### Material for this exercise
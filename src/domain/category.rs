//! 카테고리 정규화 - 브레드크럼 텍스트를 계층형 카테고리 트리로 변환
//!
//! `"남성 > 가방 > 고야드 > 토트백"` 형태의 원본 카테고리 문자열을
//! 부모 슬러그가 연결된 최대 4뎁스 `CategoryNode` 목록으로 변환합니다.
//! I/O가 없는 순수 함수 모듈이며, 저장소 상태는 건드리지 않습니다.

use once_cell::sync::Lazy;
use serde::{Deserialize, Serialize};
use std::collections::HashMap;

/// Maximum breadcrumb depth carried into the taxonomy.
/// 성별 > 상품종류 > 브랜드 > 세부카테고리
pub const MAX_CATEGORY_DEPTH: usize = 4;

/// Fallback segment for empty or unparsable breadcrumbs.
pub const FALLBACK_CATEGORY_NAME: &str = "기타";
pub const FALLBACK_CATEGORY_SLUG: &str = "etc";

/// 대분류(depth 1) 매핑 테이블
static MAIN_CATEGORY_MAP: Lazy<HashMap<&'static str, &'static str>> = Lazy::new(|| {
    HashMap::from([
        ("남성", "men"),
        ("여성", "women"),
        ("국내출고상품", "domestic"),
        ("국내출고 상품", "domestic"),
        ("국내출고", "domestic"),
        ("국내 출고", "domestic"),
    ])
});

/// 중분류(depth 2) 매핑 테이블
static SUB_CATEGORY_MAP: Lazy<HashMap<&'static str, &'static str>> = Lazy::new(|| {
    HashMap::from([
        ("가방", "bag"),
        ("지갑", "wallet"),
        ("시계", "watch"),
        ("신발", "shoes"),
        ("벨트", "belt"),
        ("악세서리", "accessory"),
        ("액세서리", "accessory"),
        ("모자", "hat"),
        ("의류", "clothing"),
        ("선글라스&안경", "glasses"),
        ("선글라스", "glasses"),
        ("안경", "glasses"),
        ("기타", "etc"),
        ("가방&지갑", "bag-wallet"),
        ("패션잡화", "fashion"),
        ("생활&주방용품", "home"),
        ("향수", "perfume"),
        ("라이터", "lighter"),
    ])
});

/// One level of the normalized category tree.
///
/// `slug` is globally unique across the taxonomy; `depth` is the 1-based
/// position in the breadcrumb that produced this node.
#[derive(Debug, Clone, PartialEq, Eq, Serialize, Deserialize)]
pub struct CategoryNode {
    pub name: String,
    pub slug: String,
    pub parent_slug: Option<String>,
    pub depth: u32,
}

/// 텍스트를 URL-safe 슬러그로 변환
///
/// 소문자화 후 `[0-9a-z가-힣-]` 밖의 문자 연속은 하이픈 하나로 치환하고,
/// 앞뒤 하이픈은 제거합니다. 결과가 비면 `"etc"`를 반환합니다.
/// 멱등성: `slugify(slugify(x)) == slugify(x)`.
pub fn slugify(text: &str) -> String {
    let lowered = text.trim().to_lowercase();
    let mut slug = String::with_capacity(lowered.len());

    for ch in lowered.chars() {
        let allowed = ch.is_ascii_digit()
            || ch.is_ascii_lowercase()
            || ('가'..='힣').contains(&ch);
        if allowed {
            slug.push(ch);
        } else if !slug.ends_with('-') {
            // 허용되지 않는 문자 연속(하이픈 자신 포함)은 하이픈 하나로 축약
            slug.push('-');
        }
    }

    let slug = slug.trim_matches('-').to_string();
    if slug.is_empty() {
        FALLBACK_CATEGORY_SLUG.to_string()
    } else {
        slug
    }
}

/// Split a raw breadcrumb into trimmed, non-empty segments.
pub fn split_breadcrumb(raw: &str) -> Vec<String> {
    raw.split('>')
        .map(str::trim)
        .filter(|s| !s.is_empty())
        .map(ToString::to_string)
        .collect()
}

/// 원본 카테고리 문자열을 정규화된 카테고리 노드 목록으로 변환
///
/// 반환 목록은 depth 1부터 순서대로 정렬되며, 마지막 노드가 상품이 연결될
/// leaf 카테고리입니다. 지원 깊이(4)를 넘는 세그먼트는 무시합니다.
pub fn normalize_category(raw: &str) -> Vec<CategoryNode> {
    let mut segments = split_breadcrumb(raw);
    if segments.is_empty() {
        segments.push(FALLBACK_CATEGORY_NAME.to_string());
    }
    segments.truncate(MAX_CATEGORY_DEPTH);

    let mut nodes: Vec<CategoryNode> = Vec::with_capacity(segments.len());
    for (idx, name) in segments.iter().enumerate() {
        let slug = match idx {
            // 상위 두 레벨만 고정 매핑 테이블을 사용한다
            0 => MAIN_CATEGORY_MAP
                .get(name.as_str())
                .map_or_else(|| slugify(name), ToString::to_string),
            1 => {
                let base = SUB_CATEGORY_MAP
                    .get(name.as_str())
                    .map_or_else(|| slugify(name), ToString::to_string);
                format!("{}-{}", nodes[0].slug, base)
            }
            // 브랜드/세부 카테고리는 항상 부모 슬러그 + slugify
            _ => format!("{}-{}", nodes[idx - 1].slug, slugify(name)),
        };

        let parent_slug = if idx == 0 {
            None
        } else {
            Some(nodes[idx - 1].slug.clone())
        };

        nodes.push(CategoryNode {
            name: name.clone(),
            slug,
            parent_slug,
            depth: (idx + 1) as u32,
        });
    }

    nodes
}

/// 카테고리 필터 매칭
///
/// 빈 필터는 모든 카테고리를 통과시킵니다. 그 외에는 원본 문자열의
/// 접두 일치 또는 세그먼트 단위 전위 일치를 허용합니다.
pub fn matches_filter(raw_category: &str, filter: &str) -> bool {
    let filter = filter.trim();
    if filter.is_empty() {
        return true;
    }
    let raw = raw_category.trim();
    if raw.starts_with(filter) {
        return true;
    }

    let raw_segments = split_breadcrumb(raw);
    let filter_segments = split_breadcrumb(filter);
    if filter_segments.is_empty() || filter_segments.len() > raw_segments.len() {
        return false;
    }
    filter_segments
        .iter()
        .zip(raw_segments.iter())
        .all(|(f, r)| f == r)
}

### Problem statement
Reproduce the listing above exactly, in its entirety.

### Answer to this problem
filename src/domain/category.rs
//! 카테고리 정규화 - 브레드크럼 텍스트를 계층형 카테고리 트리로 변환
//!
//! `"남성 > 가방 > 고야드 > 토트백"` 형태의 원본 카테고리 문자열을
//! 부모 슬러그가 연결된 최대 4뎁스 `CategoryNode` 목록으로 변환합니다.
//! I/O가 없는 순수 함수 모듈이며, 저장소 상태는 건드리지 않습니다.

use once_cell::sync::Lazy;
use serde::{Deserialize, Serialize};
use std::collections::HashMap;

/// Maximum breadcrumb depth carried into the taxonomy.
/// 성별 > 상품종류 > 브랜드 > 세부카테고리
pub const MAX_CATEGORY_DEPTH: usize = 4;

/// Fallback segment for empty or unparsable breadcrumbs.
pub const FALLBACK_CATEGORY_NAME: &str = "기타";
pub const FALLBACK_CATEGORY_SLUG: &str = "etc";

/// 대분류(depth 1) 매핑 테이블
static MAIN_CATEGORY_MAP: Lazy<HashMap<&'static str, &'static str>> = Lazy::new(|| {
    HashMap::from([
        ("남성", "men"),
        ("여성", "women"),
        ("국내출고상품", "domestic"),
        ("국내출고 상품", "domestic"),
        ("국내출고", "domestic"),
        ("국내 출고", "domestic"),
    ])
});

/// 중분류(depth 2) 매핑 테이블
static SUB_CATEGORY_MAP: Lazy<HashMap<&'static str, &'static str>> = Lazy::new(|| {
    HashMap::from([
        ("가방", "bag"),
        ("지갑", "wallet"),
        ("시계", "watch"),
        ("신발", "shoes"),
        ("벨트", "belt"),
        ("악세서리", "accessory"),
        ("액세서리", "accessory"),
        ("모자", "hat"),
        ("의류", "clothing"),
        ("선글라스&안경", "glasses"),
        ("선글라스", "glasses"),
        ("안경", "glasses"),
        ("기타", "etc"),
        ("가방&지갑", "bag-wallet"),
        ("패션잡화", "fashion"),
        ("생활&주방용품", "home"),
        ("향수", "perfume"),
        ("라이터", "lighter"),
    ])
});

/// One level of the normalized category tree.
///
/// `slug` is globally unique across the taxonomy; `depth` is the 1-based
/// position in the breadcrumb that produced this node.
#[derive(Debug, Clone, PartialEq, Eq, Serialize, Deserialize)]
pub struct CategoryNode {
    pub name: String,
    pub slug: String,
    pub parent_slug: Option<String>,
    pub depth: u32,
}

/// 텍스트를 URL-safe 슬러그로 변환
///
/// 소문자화 후 `[0-9a-z가-힣-]` 밖의 문자 연속은 하이픈 하나로 치환하고,
/// 앞뒤 하이픈은 제거합니다. 결과가 비면 `"etc"`를 반환합니다.
/// 멱등성: `slugify(slugify(x)) == slugify(x)`.
pub fn slugify(text: &str) -> String {
    let lowered = text.trim().to_lowercase();
    let mut slug = String::with_capacity(lowered.len());

    for ch in lowered.chars() {
        let allowed = ch.is_ascii_digit()
            || ch.is_ascii_lowercase()
            || ('가'..='힣').contains(&ch);
        if allowed {
            slug.push(ch);
        } else if !slug.ends_with('-') {
            // 허용되지 않는 문자 연속(하이픈 자신 포함)은 하이픈 하나로 축약
            slug.push('-');
        }
    }

    let slug = slug.trim_matches('-').to_string();
    if slug.is_empty() {
        FALLBACK_CATEGORY_SLUG.to_string()
    } else {
        slug
    }
}

/// Split a raw breadcrumb into trimmed, non-empty segments.
pub fn split_breadcrumb(raw: &str) -> Vec<String> {
    raw.split('>')
        .map(str::trim)
        .filter(|s| !s.is_empty())
        .map(ToString::to_string)
        .collect()
}

/// 원본 카테고리 문자열을 정규화된 카테고리 노드 목록으로 변환
///
/// 반환 목록은 depth 1부터 순서대로 정렬되며, 마지막 노드가 상품이 연결될
/// leaf 카테고리입니다. 지원 깊이(4)를 넘는 세그먼트는 무시합니다.
pub fn normalize_category(raw: &str) -> Vec<CategoryNode> {
    let mut segments = split_breadcrumb(raw);
    if segments.is_empty() {
        segments.push(FALLBACK_CATEGORY_NAME.to_string());
    }
    segments.truncate(MAX_CATEGORY_DEPTH);

    let mut nodes: Vec<CategoryNode> = Vec::with_capacity(segments.len());
    for (idx, name) in segments.iter().enumerate() {
        let slug = match idx {
            // 상위 두 레벨만 고정 매핑 테이블을 사용한다
            0 => MAIN_CATEGORY_MAP
                .get(name.as_str())
                .map_or_else(|| slugify(name), ToString::to_string),
            1 => {
                let base = SUB_CATEGORY_MAP
                    .get(name.as_str())
                    .map_or_else(|| slugify(name), ToString::to_string);
                format!("{}-{}", nodes[0].slug, base)
            }
            // 브랜드/세부 카테고리는 항상 부모 슬러그 + slugify
            _ => format!("{}-{}", nodes[idx - 1].slug, slugify(name)),
        };

        let parent_slug = if idx == 0 {
            None
        } else {
            Some(nodes[idx - 1].slug.clone())
        };

        nodes.push(CategoryNode {
            name: name.clone(),
            slug,
            parent_slug,
            depth: (idx + 1) as u32,
        });
    }

    nodes
}

/// 카테고리 필터 매칭
///
/// 빈 필터는 모든 카테고리를 통과시킵니다. 그 외에는 원본 문자열의
/// 접두 일치 또는 세그먼트 단위 전위 일치를 허용합니다.
pub fn matches_filter(raw_category: &str, filter: &str) -> bool {
    let filter = filter.trim();
    if filter.is_empty() {
        return true;
    }
    let raw = raw_category.trim();
    if raw.starts_with(filter) {
        return true;
    }

    let raw_segments = split_breadcrumb(raw);
    let filter_segments = split_breadcrumb(filter);
    if filter_segments.is_empty() || filter_segments.len() > raw_segments.len() {
        return false;
    }
    filter_segments
        .iter()
        .zip(raw_segments.iter())
        .all(|(f, r)| f == r)
}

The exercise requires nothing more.